Book cover: Killing the Buddha: A Heretic's Bible KILLING THE BUDDHA takes its name from a line attributed to the ninth-century Buddhist master Lin Chi. In the tale, Lin Chi is approached by an ecstatic monk who claims he has just encountered the Buddha himself while out on a leisurely stroll. Implicit in the monk's holy paparazzi moment is the notion that he has simultaneously achieved nirvana. He's been authorized to skip the long, dull tunnel of religious practice and can proceed directly to the big payoff. Lin Chi, unimpressed, waits a beat, smacks the monk flush across the face, then tosses him a red-hot coal of advice: "If you meet the Buddha on the road, kill him."

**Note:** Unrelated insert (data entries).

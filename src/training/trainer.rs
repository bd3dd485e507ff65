//! Train/validate loop for a single configuration
//!
//! Each epoch runs a full training pass, then a full validation pass,
//! then logs the averaged metrics; epochs are strictly sequential. The
//! model's parameters are only touched during the training pass.

use crate::dataset::Batch;
use crate::error::{Error, Result};
use crate::metrics::{mae, mape, rmse};
use crate::model::{Lstm, Optimizer};
use crate::training::sink::MetricsSink;
use serde::Serialize;
use std::time::Instant;
use tracing::debug;

/// Metrics of one completed epoch.
///
/// Values are arithmetic means of per-batch metrics, averaged by batch
/// count; with a short last batch this approximates the partition-wide
/// metric.
#[derive(Debug, Clone, Serialize)]
pub struct EpochLog {
    /// 1-based epoch counter
    pub epoch: usize,
    pub train_mae: f64,
    pub train_mape: f64,
    pub train_rmse: f64,
    pub val_mae: f64,
    pub val_mape: f64,
    pub val_rmse: f64,
    /// Samples excluded from MAPE this epoch because the target was zero
    pub mape_skipped: usize,
    /// Wall-clock duration of the epoch in seconds
    pub duration_secs: f64,
}

/// Runs the epoch loop for one hyperparameter configuration.
#[derive(Debug, Clone)]
pub struct Trainer {
    pub num_epochs: usize,
}

impl Trainer {
    pub fn new(num_epochs: usize) -> Self {
        Self { num_epochs }
    }

    /// Train and validate, returning one log per epoch.
    ///
    /// An empty train or validation batch list means the configuration
    /// cannot be evaluated; the error is reported so the caller can skip
    /// this configuration without aborting the sweep.
    pub fn run(
        &self,
        model: &mut Lstm,
        optimizer: &mut dyn Optimizer,
        train_batches: &[Batch],
        val_batches: &[Batch],
        run_name: &str,
        sink: &mut dyn MetricsSink,
    ) -> Result<Vec<EpochLog>> {
        if train_batches.is_empty() {
            return Err(Error::InsufficientData(format!(
                "{}: no training batches",
                run_name
            )));
        }
        if val_batches.is_empty() {
            return Err(Error::InsufficientData(format!(
                "{}: no validation batches",
                run_name
            )));
        }

        let mut logs = Vec::with_capacity(self.num_epochs);

        for epoch in 0..self.num_epochs {
            let start = Instant::now();

            // Training pass: parameters move here and only here
            let mut train_loss = 0.0;
            let mut train_mape = 0.0;
            let mut train_rmse = 0.0;
            let mut skipped = 0usize;
            for batch in train_batches {
                let predictions = model.train_batch(&batch.x, &batch.y, optimizer);
                train_loss += mae(&batch.y, &predictions);
                let m = mape(&batch.y, &predictions);
                train_mape += m.value;
                skipped += m.skipped;
                train_rmse += rmse(&batch.y, &predictions);
            }
            let n_train = train_batches.len() as f64;

            // Validation pass: metrics only, no parameter mutation
            let mut val_loss = 0.0;
            let mut val_mape = 0.0;
            let mut val_rmse = 0.0;
            for batch in val_batches {
                let predictions = model.predict(&batch.x);
                val_loss += mae(&batch.y, &predictions);
                let m = mape(&batch.y, &predictions);
                val_mape += m.value;
                skipped += m.skipped;
                val_rmse += rmse(&batch.y, &predictions);
            }
            let n_val = val_batches.len() as f64;

            let log = EpochLog {
                epoch: epoch + 1,
                train_mae: train_loss / n_train,
                train_mape: train_mape / n_train,
                train_rmse: train_rmse / n_train,
                val_mae: val_loss / n_val,
                val_mape: val_mape / n_val,
                val_rmse: val_rmse / n_val,
                mape_skipped: skipped,
                duration_secs: start.elapsed().as_secs_f64(),
            };

            debug!(
                run = run_name,
                epoch = log.epoch,
                train_mae = log.train_mae,
                val_mae = log.val_mae,
                "epoch complete"
            );

            sink.log_scalars(
                run_name,
                log.epoch,
                &[
                    ("train_mae", log.train_mae),
                    ("val_mae", log.val_mae),
                    ("train_mape", log.train_mape),
                    ("val_mape", log.val_mape),
                    ("train_rmse", log.train_rmse),
                    ("val_rmse", log.val_rmse),
                    ("epoch_time", log.duration_secs),
                ],
            );

            logs.push(log);
        }

        Ok(logs)
    }
}
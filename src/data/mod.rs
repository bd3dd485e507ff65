//! Loading and normalizing the input price table

mod scaler;
mod table;

pub use scaler::StandardScaler;
pub use table::PriceTable;
//! Windowed dataset construction
//!
//! Builds the keyed map of train/val/test partitions for every
//! (window_size, horizon) task, optionally per stock.

mod batch;
mod key;
mod split;
mod window;

pub use batch::{make_batches, Batch};
pub use key::TaskKey;
pub use split::{split_windows, SplitWindows, DEFAULT_TRAIN_RATIO, DEFAULT_VAL_RATIO};
pub use window::{build_windows, Window};

use crate::data::PriceTable;
use crate::error::{Error, Result};
use std::collections::HashMap;
use tracing::{info, warn};

/// All tasks' partitioned windows, keyed by task.
pub type Dataset = HashMap<TaskKey, SplitWindows>;

/// Build partitioned windows for the cross product of `window_sizes` and
/// `horizons`, one task per combination; with `entities` given, one task
/// per (window_size, horizon, stock) instead.
///
/// Combinations that yield no windows are skipped with a warning rather
/// than failing the whole build. An unknown entity name is a
/// configuration error.
pub fn build_datasets(
    table: &PriceTable,
    window_sizes: &[usize],
    horizons: &[usize],
    entities: Option<&[String]>,
    train_ratio: f64,
    val_ratio: f64,
) -> Result<Dataset> {
    let mut dataset = Dataset::new();

    let mut tasks: Vec<(TaskKey, Option<usize>)> = Vec::new();
    for &window_size in window_sizes {
        for &horizon in horizons {
            match entities {
                None => tasks.push((TaskKey::new(window_size, horizon), None)),
                Some(names) => {
                    for name in names {
                        let col = table.column_index(name).ok_or_else(|| {
                            Error::Config(format!("unknown entity column: {:?}", name))
                        })?;
                        tasks.push((TaskKey::for_entity(window_size, horizon, name), Some(col)));
                    }
                }
            }
        }
    }

    for (task_key, col) in tasks {
        let windows = build_windows(
            table.values(),
            task_key.window_size,
            task_key.horizon,
            col,
        );
        if windows.is_empty() {
            warn!(task = %task_key, "no windows for task, skipping");
            continue;
        }

        let split = split_windows(windows, train_ratio, val_ratio);
        info!(
            task = %task_key,
            train = split.train.len(),
            val = split.val.len(),
            test = split.test.len(),
            "built dataset"
        );
        dataset.insert(task_key, split);
    }

    Ok(dataset)
}

#[cfg(test)]
mod tests {
    use super::*;
    use ndarray::Array2;

    fn test_table(rows: usize) -> PriceTable {
        let values = Array2::from_shape_fn((rows, 3), |(i, j)| (i + j) as f64);
        PriceTable::new(
            vec!["ABG".to_string(), "AGL".to_string(), "SOL".to_string()],
            values,
        )
        .unwrap()
    }

    #[test]
    fn test_one_task_per_combination() {
        let table = test_table(500);
        let dataset =
            build_datasets(&table, &[10, 20], &[1, 2, 5], None, 0.7, 0.15).unwrap();
        assert_eq!(dataset.len(), 6);
        assert!(dataset.contains_key(&TaskKey::new(20, 5)));
    }

    #[test]
    fn test_per_entity_tasks() {
        let table = test_table(300);
        let entities = vec!["ABG".to_string(), "SOL".to_string()];
        let dataset =
            build_datasets(&table, &[10], &[1], Some(&entities), 0.7, 0.15).unwrap();
        assert_eq!(dataset.len(), 2);

        let split = &dataset[&TaskKey::for_entity(10, 1, "SOL")];
        assert_eq!(split.train[0].x.ncols(), 1);
    }

    #[test]
    fn test_unknown_entity_is_config_error() {
        let table = test_table(300);
        let entities = vec!["NOPE".to_string()];
        let result = build_datasets(&table, &[10], &[1], Some(&entities), 0.7, 0.15);
        assert!(matches!(result, Err(Error::Config(_))));
    }

    #[test]
    fn test_degenerate_combination_skipped() {
        let table = test_table(50);
        // window 40 + horizon 20 exceeds the series, window 10 fits
        let dataset = build_datasets(&table, &[40, 10], &[20], None, 0.7, 0.15).unwrap();
        assert_eq!(dataset.len(), 1);
        assert!(dataset.contains_key(&TaskKey::new(10, 20)));
    }
}
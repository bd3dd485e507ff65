//! Fixed-order batching of windowed samples
//!
//! Batches preserve window order and keep the same composition every
//! epoch; there is no reshuffling, so every hyperparameter trial sees the
//! data in the same order. The last batch may be smaller.

use super::window::Window;
use ndarray::{Array2, Array3};

/// One batch of samples: `x` is `(batch, window_size, k)`,
/// `y` is `(batch, output)`.
#[derive(Debug, Clone)]
pub struct Batch {
    pub x: Array3<f64>,
    pub y: Array2<f64>,
}

impl Batch {
    pub fn len(&self) -> usize {
        self.x.shape()[0]
    }

    pub fn is_empty(&self) -> bool {
        self.len() == 0
    }
}

/// Chunk a partition into batches of `batch_size` without padding or
/// dropping. All windows in the partition must share one shape.
pub fn make_batches(windows: &[Window], batch_size: usize) -> Vec<Batch> {
    if windows.is_empty() || batch_size == 0 {
        return Vec::new();
    }

    let seq_len = windows[0].x.nrows();
    let n_features = windows[0].x.ncols();
    let n_outputs = windows[0].y.len();

    windows
        .chunks(batch_size)
        .map(|chunk| {
            let mut x = Array3::zeros((chunk.len(), seq_len, n_features));
            let mut y = Array2::zeros((chunk.len(), n_outputs));
            for (b, window) in chunk.iter().enumerate() {
                for t in 0..seq_len {
                    for f in 0..n_features {
                        x[[b, t, f]] = window.x[[t, f]];
                    }
                }
                for (o, &value) in window.y.iter().enumerate() {
                    y[[b, o]] = value;
                }
            }
            Batch { x, y }
        })
        .collect()
}

#[cfg(test)]
mod tests {
    use super::*;
    use crate::dataset::window::build_windows;
    use ndarray::Array2;

    fn sample_windows(n_rows: usize) -> Vec<Window> {
        let series = Array2::from_shape_fn((n_rows, 2), |(i, j)| (i * 2 + j) as f64);
        build_windows(&series, 5, 1, None)
    }

    #[test]
    fn test_short_last_batch() {
        let windows = sample_windows(200); // 39 windows
        assert_eq!(windows.len(), 39);

        let batches = make_batches(&windows, 16);
        assert_eq!(batches.len(), 3);
        assert_eq!(batches[0].len(), 16);
        assert_eq!(batches[1].len(), 16);
        assert_eq!(batches[2].len(), 7);
    }

    #[test]
    fn test_order_preserved() {
        let windows = sample_windows(200);
        let batches = make_batches(&windows, 16);

        // First sample of the second batch is the 17th window
        assert_eq!(batches[1].y.row(0).to_owned(), windows[16].y);
        assert_eq!(batches[1].x[[0, 0, 0]], windows[16].x[[0, 0]]);
    }

    #[test]
    fn test_shapes() {
        let windows = sample_windows(100);
        let batches = make_batches(&windows, 8);
        assert_eq!(batches[0].x.dim(), (8, 5, 2));
        assert_eq!(batches[0].y.dim(), (8, 2));
    }

    #[test]
    fn test_empty_partition() {
        assert!(make_batches(&[], 32).is_empty());
    }
}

Lin Chi's stinging admonition is meant to point out the dangers of thinking you have found The Answer. What appears to be Truth with a capital T, whether in the guise of a sublime oasis or a fiery revelation, is likely nothing more than a mirage projected by your own murky thoughts and desires.

With Lin Chi's words as their guiding principle, Jeff Sharlet and Peter Manseau, authors of KILLING THE BUDDHA and masters of the indie webzine of the same name, set out to expose, circumnavigate, and occasionally tickle the underbelly of the varieties of religious experience to be found in America at the dawn of the twenty-first century. Their approach is both novel and peripatetic. The chapters of the book alternate between reworkings of selected books of the Bible commissioned from a host of talented writers (Exodus according to novelist Francine Prose, Jonah by Rick Moody) and the authors' own postcards sent back from a madcap, spiritually guided road trip across the United States which began shortly after the Twin Towers fell.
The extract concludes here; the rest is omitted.